### RECORDS:
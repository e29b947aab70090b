//! POSIX shared memory region wrapper. `nix::sys::mman` covers `mmap`/`munmap`
//! but not `shm_open`/`shm_unlink`, so this goes through `libc` directly for
//! those two calls and leans on `nix` for the mapping itself.

use std::ffi::CString;
use std::os::fd::{AsRawFd, OwnedFd};
use std::ptr::NonNull;

use anyhow::{Context, Result};
use nix::sys::mman::{MapFlags, ProtFlags, mmap, munmap};
use nix::sys::stat::fstat;
use nix::unistd::ftruncate;

/// A named POSIX shared memory mapping. `create` establishes the region's size;
/// `open` discovers it via `fstat`, so a client never needs to know the queue's
/// capacity out of band, only agree on the request slot layout at compile time.
pub struct SharedMemory {
  ptr: NonNull<u8>,
  len: usize,
  name: String,
  owner: bool,
}

// SAFETY: the mapping is backed by kernel shared memory; concurrent access from
// multiple processes is the whole point, and callers are responsible for
// synchronizing writes (the queue does this via its semaphores).
unsafe impl Send for SharedMemory {}
unsafe impl Sync for SharedMemory {}

impl SharedMemory {
  /// Creates (or re-creates) a shared memory region of exactly `len` bytes.
  pub fn create(name: &str, len: usize) -> Result<Self> {
    let fd = shm_open(name, libc::O_CREAT | libc::O_EXCL | libc::O_RDWR)
      .or_else(|_| {
        // A stale region from a crashed prior daemon run; replace it.
        shm_unlink(name).ok();
        shm_open(name, libc::O_CREAT | libc::O_EXCL | libc::O_RDWR)
      })
      .with_context(|| format!("shm_open({name}) for create failed"))?;
    ftruncate(&fd, len as libc::off_t)
      .with_context(|| format!("ftruncate({name}, {len}) failed"))?;
    let ptr = map(&fd, len)?;
    Ok(Self {
      ptr,
      len,
      name: name.to_string(),
      owner: true,
    })
  }

  /// Opens an existing shared memory region, discovering its size via `fstat`.
  pub fn open(name: &str) -> Result<Self> {
    let fd =
      shm_open(name, libc::O_RDWR).with_context(|| format!("shm_open({name}) for open failed"))?;
    let st = fstat(fd.as_raw_fd()).with_context(|| format!("fstat({name}) failed"))?;
    let len = st.st_size as usize;
    let ptr = map(&fd, len)?;
    Ok(Self {
      ptr,
      len,
      name: name.to_string(),
      owner: false,
    })
  }

  pub fn as_ptr(&self) -> *mut u8 {
    self.ptr.as_ptr()
  }

  pub fn len(&self) -> usize {
    self.len
  }

  pub fn as_slice(&self) -> &[u8] {
    // SAFETY: ptr is valid for len bytes for the lifetime of self.
    unsafe { std::slice::from_raw_parts(self.ptr.as_ptr(), self.len) }
  }

  pub fn as_mut_slice(&mut self) -> &mut [u8] {
    // SAFETY: ptr is valid for len bytes for the lifetime of self.
    unsafe { std::slice::from_raw_parts_mut(self.ptr.as_ptr(), self.len) }
  }

  /// Removes the name from the system. Only the daemon (the creator) does this,
  /// on shutdown; a client never unlinks the queue it opened.
  pub fn unlink(name: &str) -> Result<()> {
    shm_unlink(name)
  }
}

impl Drop for SharedMemory {
  fn drop(&mut self) {
    // SAFETY: ptr/len describe the live mapping created in create()/open().
    unsafe {
      let _ = munmap(self.ptr.cast(), self.len);
    }
    if self.owner {
      let _ = shm_unlink(&self.name);
    }
  }
}

fn shm_open(name: &str, flags: libc::c_int) -> Result<OwnedFd> {
  use std::os::fd::FromRawFd;
  let cname = CString::new(name).context("shared memory name contains a NUL byte")?;
  // SAFETY: cname is a valid NUL-terminated string for the duration of the call.
  let fd = unsafe { libc::shm_open(cname.as_ptr(), flags, 0o600 as libc::mode_t) };
  if fd < 0 {
    return Err(std::io::Error::last_os_error()).context("shm_open failed");
  }
  // SAFETY: fd is a newly-opened, valid, owned file descriptor.
  Ok(unsafe { OwnedFd::from_raw_fd(fd) })
}

fn shm_unlink(name: &str) -> Result<()> {
  let cname = CString::new(name).context("shared memory name contains a NUL byte")?;
  // SAFETY: cname is a valid NUL-terminated string for the duration of the call.
  let rc = unsafe { libc::shm_unlink(cname.as_ptr()) };
  if rc != 0 {
    let err = std::io::Error::last_os_error();
    if err.raw_os_error() == Some(libc::ENOENT) {
      return Ok(());
    }
    return Err(err).with_context(|| format!("shm_unlink({name}) failed"));
  }
  Ok(())
}

fn map(fd: &OwnedFd, len: usize) -> Result<NonNull<u8>> {
  // SAFETY: fd is a valid shared-memory-backed descriptor sized to at least len.
  let ptr = unsafe {
    mmap(
      None,
      std::num::NonZeroUsize::new(len).context("shared memory region must be non-empty")?,
      ProtFlags::PROT_READ | ProtFlags::PROT_WRITE,
      MapFlags::MAP_SHARED,
      fd,
      0,
    )
  }
  .context("mmap failed")?;
  Ok(ptr.cast())
}

#[cfg(test)]
mod tests {
  use super::*;

  fn unique_name(tag: &str) -> String {
    format!("/cmdl_test_{tag}_{}", std::process::id())
  }

  #[test]
  fn create_then_open_sees_same_bytes() {
    let name = unique_name("shm_rt");
    {
      let mut shm = SharedMemory::create(&name, 64).unwrap();
      shm.as_mut_slice()[0] = 0xAB;
    }
    // create()'s Drop unlinked the name; recreate to simulate daemon-then-client.
    let mut shm = SharedMemory::create(&name, 64).unwrap();
    shm.as_mut_slice()[0] = 0xCD;
    let opened = SharedMemory::open(&name).unwrap();
    assert_eq!(opened.len(), 64);
    assert_eq!(opened.as_slice()[0], 0xCD);
  }

  #[test]
  fn open_discovers_size_via_fstat() {
    let name = unique_name("shm_size");
    let _shm = SharedMemory::create(&name, 128).unwrap();
    let opened = SharedMemory::open(&name).unwrap();
    assert_eq!(opened.len(), 128);
  }

  #[test]
  fn open_fails_when_not_created() {
    let name = unique_name("shm_missing");
    assert!(SharedMemory::open(&name).is_err());
  }
}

### ACTIVITY:
Find the string "SharedMemory" in the listing and return every line that holds it.

### TASK ANSWER:
pub struct SharedMemory {
unsafe impl Send for SharedMemory {}
unsafe impl Sync for SharedMemory {}
impl SharedMemory {
impl Drop for SharedMemory {
      let mut shm = SharedMemory::create(&name, 64).unwrap();
    let mut shm = SharedMemory::create(&name, 64).unwrap();
    let opened = SharedMemory::open(&name).unwrap();
    let _shm = SharedMemory::create(&name, 128).unwrap();
    let opened = SharedMemory::open(&name).unwrap();
    assert!(SharedMemory::open(&name).is_err());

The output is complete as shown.